• _PROBLEM_:
Go through the data below line by line and report how many lines contain "held", giving only that figure.

= Beginning of Section =

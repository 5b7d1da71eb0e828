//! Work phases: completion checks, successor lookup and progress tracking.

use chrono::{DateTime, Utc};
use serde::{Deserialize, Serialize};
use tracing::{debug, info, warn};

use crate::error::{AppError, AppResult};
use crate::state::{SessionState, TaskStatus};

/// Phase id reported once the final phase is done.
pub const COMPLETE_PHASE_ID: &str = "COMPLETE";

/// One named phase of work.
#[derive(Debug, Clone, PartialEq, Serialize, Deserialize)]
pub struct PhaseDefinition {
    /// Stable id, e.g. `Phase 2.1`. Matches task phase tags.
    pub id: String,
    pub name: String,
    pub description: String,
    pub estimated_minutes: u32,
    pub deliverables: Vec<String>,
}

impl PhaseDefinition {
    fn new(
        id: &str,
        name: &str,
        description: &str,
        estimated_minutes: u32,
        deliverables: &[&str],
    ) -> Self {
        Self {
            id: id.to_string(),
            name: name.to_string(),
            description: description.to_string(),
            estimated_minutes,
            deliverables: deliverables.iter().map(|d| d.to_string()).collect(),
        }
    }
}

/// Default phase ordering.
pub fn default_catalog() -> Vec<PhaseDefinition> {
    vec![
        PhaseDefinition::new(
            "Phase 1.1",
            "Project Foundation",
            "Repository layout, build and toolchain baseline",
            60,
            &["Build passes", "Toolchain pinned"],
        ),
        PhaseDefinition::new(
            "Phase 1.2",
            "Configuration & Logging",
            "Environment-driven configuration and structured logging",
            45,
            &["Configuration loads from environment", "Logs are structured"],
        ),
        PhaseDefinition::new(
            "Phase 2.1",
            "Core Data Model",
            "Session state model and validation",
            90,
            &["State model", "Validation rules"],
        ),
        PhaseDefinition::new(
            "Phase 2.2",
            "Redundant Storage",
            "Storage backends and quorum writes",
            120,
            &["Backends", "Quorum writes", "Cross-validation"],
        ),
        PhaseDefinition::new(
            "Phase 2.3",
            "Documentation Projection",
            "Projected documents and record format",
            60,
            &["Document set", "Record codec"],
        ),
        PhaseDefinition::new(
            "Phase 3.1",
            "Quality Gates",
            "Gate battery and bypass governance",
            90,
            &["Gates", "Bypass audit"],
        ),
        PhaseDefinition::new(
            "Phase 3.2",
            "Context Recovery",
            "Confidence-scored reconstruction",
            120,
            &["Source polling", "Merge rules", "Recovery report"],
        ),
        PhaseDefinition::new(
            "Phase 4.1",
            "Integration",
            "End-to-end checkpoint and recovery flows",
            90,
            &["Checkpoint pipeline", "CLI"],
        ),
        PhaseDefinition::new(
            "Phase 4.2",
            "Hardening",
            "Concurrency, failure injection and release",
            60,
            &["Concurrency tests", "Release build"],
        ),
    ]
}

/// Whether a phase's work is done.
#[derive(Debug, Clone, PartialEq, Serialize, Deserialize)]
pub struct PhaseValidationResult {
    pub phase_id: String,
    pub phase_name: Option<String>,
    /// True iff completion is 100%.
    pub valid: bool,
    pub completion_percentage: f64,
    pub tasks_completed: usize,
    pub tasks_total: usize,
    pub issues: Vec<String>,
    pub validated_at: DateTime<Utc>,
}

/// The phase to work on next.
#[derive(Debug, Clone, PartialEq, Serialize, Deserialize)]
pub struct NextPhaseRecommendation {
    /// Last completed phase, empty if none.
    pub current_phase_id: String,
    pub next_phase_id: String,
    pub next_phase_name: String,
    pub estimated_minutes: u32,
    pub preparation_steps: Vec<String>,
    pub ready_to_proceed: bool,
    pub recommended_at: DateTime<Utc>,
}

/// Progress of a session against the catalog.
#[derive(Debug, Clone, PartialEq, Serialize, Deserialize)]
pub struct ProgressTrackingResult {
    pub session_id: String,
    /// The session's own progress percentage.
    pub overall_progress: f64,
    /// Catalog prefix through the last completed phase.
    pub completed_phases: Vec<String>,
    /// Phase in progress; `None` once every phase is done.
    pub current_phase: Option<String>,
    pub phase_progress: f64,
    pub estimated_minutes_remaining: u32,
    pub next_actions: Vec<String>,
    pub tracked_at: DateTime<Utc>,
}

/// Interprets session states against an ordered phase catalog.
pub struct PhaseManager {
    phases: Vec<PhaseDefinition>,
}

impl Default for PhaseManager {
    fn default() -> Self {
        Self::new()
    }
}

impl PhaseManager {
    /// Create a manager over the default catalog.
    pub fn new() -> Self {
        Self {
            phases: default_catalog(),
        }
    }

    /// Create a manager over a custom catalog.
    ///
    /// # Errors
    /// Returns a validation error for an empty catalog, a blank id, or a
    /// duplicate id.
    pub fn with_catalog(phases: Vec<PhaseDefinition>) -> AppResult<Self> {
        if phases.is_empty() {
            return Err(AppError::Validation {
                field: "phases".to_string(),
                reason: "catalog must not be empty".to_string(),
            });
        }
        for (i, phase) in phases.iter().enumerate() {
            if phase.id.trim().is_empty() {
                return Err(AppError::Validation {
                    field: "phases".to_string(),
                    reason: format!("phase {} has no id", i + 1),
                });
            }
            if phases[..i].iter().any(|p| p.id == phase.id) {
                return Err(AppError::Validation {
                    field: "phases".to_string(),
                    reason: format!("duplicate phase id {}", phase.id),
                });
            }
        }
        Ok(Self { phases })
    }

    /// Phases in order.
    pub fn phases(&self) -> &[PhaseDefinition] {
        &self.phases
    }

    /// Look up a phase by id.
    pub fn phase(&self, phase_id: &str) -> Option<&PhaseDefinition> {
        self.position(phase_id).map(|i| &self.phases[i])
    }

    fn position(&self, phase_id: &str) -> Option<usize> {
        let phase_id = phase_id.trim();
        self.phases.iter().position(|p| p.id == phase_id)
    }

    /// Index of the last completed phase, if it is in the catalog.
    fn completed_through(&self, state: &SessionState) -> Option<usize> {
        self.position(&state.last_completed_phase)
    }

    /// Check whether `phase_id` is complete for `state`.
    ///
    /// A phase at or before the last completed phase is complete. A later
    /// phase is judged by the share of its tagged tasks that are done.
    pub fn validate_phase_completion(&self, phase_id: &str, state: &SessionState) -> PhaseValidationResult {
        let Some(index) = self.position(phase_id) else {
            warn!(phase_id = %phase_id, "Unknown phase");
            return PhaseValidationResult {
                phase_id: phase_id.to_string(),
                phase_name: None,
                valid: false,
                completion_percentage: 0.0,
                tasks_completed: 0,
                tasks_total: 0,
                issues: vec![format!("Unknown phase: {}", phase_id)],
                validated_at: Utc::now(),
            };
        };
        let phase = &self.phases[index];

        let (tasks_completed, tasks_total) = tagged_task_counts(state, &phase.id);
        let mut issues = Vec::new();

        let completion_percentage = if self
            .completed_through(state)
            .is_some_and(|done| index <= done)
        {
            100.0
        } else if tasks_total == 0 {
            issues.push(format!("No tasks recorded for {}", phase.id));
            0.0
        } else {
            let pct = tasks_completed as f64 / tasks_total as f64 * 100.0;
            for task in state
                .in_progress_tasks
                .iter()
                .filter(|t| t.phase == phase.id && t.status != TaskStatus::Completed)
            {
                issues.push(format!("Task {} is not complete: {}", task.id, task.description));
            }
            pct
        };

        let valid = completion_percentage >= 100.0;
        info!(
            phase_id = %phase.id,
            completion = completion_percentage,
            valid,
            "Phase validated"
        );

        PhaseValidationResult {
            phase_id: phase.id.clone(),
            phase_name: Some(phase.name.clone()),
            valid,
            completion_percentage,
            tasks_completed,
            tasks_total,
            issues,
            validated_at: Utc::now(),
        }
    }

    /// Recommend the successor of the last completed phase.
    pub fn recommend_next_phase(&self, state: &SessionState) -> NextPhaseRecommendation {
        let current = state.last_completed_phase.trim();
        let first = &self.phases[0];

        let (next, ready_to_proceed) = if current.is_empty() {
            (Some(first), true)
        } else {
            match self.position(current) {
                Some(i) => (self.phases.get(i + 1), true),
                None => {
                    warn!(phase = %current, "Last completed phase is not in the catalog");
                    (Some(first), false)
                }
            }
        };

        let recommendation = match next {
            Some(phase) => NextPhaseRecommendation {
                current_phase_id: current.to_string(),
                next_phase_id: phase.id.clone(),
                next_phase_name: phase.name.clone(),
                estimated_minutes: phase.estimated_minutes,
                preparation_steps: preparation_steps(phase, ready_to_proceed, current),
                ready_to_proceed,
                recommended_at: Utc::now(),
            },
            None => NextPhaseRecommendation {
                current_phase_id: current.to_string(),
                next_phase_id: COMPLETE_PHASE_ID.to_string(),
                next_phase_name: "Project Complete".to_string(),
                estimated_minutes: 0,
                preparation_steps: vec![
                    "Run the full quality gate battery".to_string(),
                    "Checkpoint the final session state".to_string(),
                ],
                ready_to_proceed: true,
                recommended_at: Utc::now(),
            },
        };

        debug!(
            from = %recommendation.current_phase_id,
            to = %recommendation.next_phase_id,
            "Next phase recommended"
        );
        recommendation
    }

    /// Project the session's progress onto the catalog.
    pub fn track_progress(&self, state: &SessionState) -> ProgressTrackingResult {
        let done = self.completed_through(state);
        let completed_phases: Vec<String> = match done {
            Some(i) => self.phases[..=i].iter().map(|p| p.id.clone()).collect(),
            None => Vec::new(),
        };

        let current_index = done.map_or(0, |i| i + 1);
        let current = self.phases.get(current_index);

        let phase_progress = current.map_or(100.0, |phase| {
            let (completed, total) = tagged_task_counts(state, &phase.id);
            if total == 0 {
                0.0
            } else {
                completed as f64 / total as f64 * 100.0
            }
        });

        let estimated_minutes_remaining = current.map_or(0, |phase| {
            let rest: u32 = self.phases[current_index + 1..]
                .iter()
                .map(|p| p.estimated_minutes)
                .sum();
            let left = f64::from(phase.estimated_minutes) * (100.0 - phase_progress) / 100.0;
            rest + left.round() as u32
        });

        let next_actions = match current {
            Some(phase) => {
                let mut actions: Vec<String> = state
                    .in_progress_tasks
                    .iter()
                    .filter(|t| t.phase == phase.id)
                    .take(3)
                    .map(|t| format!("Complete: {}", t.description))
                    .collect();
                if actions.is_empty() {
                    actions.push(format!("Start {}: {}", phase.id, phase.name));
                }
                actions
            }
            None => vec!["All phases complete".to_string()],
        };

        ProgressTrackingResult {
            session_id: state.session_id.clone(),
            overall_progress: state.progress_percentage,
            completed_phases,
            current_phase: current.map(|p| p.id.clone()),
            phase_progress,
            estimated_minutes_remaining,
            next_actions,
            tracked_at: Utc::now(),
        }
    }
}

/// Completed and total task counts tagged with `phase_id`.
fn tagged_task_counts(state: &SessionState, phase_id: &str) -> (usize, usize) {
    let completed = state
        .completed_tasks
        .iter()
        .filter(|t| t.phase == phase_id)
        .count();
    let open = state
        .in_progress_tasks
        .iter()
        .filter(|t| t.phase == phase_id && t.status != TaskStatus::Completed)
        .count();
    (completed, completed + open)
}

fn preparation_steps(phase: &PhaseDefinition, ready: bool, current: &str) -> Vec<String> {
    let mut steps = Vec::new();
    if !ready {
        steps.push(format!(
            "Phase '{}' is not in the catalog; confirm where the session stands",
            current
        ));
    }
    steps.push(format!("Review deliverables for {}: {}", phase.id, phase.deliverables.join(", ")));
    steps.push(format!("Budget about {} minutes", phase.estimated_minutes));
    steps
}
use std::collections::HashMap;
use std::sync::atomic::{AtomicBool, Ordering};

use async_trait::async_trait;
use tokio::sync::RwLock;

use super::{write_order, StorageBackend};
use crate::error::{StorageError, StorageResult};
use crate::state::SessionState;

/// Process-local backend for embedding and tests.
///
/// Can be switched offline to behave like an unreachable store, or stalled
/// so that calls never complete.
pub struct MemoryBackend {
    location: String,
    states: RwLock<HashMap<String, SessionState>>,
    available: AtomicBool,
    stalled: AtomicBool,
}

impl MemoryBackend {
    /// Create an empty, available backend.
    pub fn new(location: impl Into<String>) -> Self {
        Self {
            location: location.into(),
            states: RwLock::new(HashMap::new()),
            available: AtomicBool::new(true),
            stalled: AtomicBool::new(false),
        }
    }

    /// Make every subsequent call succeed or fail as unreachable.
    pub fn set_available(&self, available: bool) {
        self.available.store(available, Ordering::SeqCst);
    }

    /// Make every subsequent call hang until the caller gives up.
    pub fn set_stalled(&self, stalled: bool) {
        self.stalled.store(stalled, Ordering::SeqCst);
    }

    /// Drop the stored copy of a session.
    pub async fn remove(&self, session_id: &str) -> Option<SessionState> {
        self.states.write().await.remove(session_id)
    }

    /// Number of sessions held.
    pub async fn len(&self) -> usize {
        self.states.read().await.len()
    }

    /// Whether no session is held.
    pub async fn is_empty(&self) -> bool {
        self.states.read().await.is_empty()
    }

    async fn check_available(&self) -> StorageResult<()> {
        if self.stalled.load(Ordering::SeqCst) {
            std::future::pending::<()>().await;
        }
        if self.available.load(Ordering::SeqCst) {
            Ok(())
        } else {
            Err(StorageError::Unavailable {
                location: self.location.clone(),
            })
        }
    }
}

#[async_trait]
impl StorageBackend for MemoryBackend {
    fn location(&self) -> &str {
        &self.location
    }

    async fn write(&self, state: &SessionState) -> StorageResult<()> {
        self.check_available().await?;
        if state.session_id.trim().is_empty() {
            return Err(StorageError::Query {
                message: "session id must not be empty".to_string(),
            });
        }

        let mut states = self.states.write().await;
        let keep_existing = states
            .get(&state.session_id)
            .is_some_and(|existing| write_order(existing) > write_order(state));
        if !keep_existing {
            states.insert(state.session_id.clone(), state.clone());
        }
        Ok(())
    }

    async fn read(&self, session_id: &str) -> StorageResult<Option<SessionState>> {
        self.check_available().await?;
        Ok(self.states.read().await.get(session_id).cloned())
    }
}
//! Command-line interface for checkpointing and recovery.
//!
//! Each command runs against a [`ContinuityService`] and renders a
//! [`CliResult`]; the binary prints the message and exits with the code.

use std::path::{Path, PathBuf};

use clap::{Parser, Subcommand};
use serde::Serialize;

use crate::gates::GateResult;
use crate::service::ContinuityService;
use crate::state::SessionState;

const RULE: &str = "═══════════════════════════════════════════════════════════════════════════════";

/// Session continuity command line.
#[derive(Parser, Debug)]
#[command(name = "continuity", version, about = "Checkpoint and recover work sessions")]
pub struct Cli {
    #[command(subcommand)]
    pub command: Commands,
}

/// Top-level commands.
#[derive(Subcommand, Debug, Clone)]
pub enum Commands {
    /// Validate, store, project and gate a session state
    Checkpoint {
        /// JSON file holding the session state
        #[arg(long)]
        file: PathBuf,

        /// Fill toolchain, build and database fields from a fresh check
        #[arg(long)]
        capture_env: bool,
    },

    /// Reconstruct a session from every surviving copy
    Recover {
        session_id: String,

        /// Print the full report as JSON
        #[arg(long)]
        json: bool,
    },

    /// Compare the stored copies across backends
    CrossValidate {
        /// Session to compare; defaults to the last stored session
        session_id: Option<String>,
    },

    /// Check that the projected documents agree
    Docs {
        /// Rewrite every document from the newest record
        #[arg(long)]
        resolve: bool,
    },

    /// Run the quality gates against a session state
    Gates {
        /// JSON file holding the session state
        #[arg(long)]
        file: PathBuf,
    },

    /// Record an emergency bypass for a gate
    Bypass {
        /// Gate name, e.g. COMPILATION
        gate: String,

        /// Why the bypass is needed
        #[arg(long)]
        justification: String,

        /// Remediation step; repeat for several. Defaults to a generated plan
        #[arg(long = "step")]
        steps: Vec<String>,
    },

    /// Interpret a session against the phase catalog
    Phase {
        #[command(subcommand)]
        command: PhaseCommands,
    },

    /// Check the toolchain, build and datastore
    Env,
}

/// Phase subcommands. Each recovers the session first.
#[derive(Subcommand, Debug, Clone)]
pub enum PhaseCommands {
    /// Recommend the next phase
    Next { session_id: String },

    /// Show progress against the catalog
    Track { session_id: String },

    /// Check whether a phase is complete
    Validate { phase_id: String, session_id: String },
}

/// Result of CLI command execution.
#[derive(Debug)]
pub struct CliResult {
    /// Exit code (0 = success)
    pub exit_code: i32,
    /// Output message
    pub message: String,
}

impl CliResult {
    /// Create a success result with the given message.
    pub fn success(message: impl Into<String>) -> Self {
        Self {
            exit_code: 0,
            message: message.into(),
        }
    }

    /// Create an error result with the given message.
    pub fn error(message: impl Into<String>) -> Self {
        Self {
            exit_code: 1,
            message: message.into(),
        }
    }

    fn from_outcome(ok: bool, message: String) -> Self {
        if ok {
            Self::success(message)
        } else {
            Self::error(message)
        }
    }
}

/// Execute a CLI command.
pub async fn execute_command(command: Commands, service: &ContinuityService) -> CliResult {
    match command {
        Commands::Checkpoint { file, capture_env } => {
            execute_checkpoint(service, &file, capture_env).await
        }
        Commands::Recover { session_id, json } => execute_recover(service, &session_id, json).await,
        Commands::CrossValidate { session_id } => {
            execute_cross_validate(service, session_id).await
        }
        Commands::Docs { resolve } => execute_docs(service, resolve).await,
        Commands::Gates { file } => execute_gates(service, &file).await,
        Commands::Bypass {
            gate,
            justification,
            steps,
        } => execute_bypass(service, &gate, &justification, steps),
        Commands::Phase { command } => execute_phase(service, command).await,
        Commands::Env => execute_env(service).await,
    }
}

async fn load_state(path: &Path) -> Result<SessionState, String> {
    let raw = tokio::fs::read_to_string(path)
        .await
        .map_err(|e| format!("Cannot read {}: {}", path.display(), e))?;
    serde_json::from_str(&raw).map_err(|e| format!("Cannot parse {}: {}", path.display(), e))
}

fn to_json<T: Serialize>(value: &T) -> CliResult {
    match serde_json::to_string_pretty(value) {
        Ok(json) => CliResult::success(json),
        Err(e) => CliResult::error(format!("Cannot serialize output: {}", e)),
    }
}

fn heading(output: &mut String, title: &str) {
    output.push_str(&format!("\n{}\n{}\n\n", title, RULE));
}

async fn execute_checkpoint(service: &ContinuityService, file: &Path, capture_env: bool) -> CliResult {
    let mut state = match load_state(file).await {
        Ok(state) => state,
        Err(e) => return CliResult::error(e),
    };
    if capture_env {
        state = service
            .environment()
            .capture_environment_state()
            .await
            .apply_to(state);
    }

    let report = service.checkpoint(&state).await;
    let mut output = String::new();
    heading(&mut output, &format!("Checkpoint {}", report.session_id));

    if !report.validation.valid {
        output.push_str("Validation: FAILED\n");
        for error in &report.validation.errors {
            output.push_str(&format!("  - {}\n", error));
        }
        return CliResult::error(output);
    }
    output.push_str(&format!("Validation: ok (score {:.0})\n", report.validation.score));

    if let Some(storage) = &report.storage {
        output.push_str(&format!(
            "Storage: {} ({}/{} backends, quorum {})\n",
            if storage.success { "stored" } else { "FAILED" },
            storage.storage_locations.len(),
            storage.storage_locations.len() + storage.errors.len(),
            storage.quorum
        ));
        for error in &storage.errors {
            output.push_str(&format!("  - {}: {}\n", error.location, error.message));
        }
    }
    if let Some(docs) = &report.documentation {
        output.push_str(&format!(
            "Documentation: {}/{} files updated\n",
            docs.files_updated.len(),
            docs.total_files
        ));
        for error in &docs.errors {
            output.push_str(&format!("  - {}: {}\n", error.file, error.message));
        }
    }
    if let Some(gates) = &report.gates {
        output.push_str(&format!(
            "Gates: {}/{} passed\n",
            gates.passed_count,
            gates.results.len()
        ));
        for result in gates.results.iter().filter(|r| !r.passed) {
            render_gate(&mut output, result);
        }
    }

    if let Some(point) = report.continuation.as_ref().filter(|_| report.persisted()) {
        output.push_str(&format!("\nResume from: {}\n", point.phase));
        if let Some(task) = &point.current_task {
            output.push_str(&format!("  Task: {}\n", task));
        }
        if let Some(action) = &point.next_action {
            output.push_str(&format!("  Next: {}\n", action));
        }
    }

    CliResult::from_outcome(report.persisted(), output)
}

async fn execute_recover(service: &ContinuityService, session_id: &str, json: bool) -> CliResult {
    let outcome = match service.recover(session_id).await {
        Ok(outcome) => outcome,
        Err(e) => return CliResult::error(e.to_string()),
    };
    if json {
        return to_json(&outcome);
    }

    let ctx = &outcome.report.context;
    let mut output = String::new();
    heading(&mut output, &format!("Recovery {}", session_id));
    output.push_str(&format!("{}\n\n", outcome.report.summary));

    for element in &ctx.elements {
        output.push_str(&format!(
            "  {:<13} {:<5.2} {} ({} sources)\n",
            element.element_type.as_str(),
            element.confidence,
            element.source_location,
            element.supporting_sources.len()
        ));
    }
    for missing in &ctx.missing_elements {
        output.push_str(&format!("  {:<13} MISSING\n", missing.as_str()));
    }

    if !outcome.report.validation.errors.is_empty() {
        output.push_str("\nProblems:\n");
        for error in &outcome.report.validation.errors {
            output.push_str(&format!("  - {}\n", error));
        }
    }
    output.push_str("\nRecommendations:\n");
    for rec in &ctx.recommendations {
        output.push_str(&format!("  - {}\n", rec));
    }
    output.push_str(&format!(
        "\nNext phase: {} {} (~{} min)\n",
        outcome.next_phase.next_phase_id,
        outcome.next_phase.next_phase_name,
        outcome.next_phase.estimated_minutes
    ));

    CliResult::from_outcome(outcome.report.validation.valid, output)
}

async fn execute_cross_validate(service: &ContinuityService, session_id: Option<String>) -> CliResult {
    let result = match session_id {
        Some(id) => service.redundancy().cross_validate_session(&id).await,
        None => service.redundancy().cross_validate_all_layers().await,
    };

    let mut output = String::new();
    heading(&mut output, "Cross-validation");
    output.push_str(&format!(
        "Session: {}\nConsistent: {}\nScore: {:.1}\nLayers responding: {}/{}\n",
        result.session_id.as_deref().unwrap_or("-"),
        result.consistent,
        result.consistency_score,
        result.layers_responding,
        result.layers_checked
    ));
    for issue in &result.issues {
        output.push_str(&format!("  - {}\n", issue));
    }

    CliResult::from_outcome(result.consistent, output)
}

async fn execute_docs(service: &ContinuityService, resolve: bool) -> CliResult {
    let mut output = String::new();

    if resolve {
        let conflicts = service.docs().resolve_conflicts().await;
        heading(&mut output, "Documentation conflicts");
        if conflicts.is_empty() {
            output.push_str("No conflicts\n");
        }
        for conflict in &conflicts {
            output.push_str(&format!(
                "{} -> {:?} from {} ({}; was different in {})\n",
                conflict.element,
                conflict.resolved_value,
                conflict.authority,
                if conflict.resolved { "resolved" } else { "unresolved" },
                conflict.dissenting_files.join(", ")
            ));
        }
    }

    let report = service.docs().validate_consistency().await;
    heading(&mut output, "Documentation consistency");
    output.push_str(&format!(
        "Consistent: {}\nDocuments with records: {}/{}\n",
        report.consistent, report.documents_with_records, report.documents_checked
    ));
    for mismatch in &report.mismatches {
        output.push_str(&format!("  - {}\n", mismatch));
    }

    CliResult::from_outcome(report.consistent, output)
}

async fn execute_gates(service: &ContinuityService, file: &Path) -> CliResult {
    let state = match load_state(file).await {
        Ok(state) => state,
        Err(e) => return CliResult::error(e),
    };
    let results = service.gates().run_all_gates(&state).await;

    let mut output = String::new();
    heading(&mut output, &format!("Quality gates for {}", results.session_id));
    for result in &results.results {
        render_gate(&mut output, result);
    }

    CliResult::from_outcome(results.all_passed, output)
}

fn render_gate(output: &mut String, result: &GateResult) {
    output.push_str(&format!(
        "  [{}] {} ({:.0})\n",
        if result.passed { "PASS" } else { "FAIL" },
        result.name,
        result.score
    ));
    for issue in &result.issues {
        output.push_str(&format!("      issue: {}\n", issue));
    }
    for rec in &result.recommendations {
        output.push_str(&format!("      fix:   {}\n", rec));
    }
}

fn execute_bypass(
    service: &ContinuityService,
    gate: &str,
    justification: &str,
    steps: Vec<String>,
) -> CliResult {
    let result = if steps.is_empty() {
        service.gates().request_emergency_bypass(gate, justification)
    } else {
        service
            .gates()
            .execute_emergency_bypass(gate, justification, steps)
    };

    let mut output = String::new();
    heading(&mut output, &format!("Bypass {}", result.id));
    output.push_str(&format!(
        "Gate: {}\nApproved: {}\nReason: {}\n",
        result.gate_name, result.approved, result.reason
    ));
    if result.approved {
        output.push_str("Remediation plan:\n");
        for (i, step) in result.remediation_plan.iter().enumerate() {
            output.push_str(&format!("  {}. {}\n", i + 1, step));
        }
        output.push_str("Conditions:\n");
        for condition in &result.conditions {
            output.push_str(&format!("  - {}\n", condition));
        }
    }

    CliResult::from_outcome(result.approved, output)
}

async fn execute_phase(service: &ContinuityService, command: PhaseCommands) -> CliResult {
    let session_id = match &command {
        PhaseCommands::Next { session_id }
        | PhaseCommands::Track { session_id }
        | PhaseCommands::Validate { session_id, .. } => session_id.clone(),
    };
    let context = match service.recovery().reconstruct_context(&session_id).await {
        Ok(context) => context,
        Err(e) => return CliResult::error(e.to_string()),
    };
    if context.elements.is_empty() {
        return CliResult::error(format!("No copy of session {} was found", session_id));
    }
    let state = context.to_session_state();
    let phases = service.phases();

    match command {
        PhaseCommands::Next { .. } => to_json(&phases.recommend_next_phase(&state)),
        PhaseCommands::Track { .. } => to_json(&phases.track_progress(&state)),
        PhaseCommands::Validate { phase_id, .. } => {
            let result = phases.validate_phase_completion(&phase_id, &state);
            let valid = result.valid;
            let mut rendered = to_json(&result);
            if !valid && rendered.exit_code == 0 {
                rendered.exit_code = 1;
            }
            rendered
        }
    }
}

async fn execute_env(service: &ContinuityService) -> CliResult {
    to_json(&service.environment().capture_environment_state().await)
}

= End of Section =

• _EXERCISE OUTPUT_:
2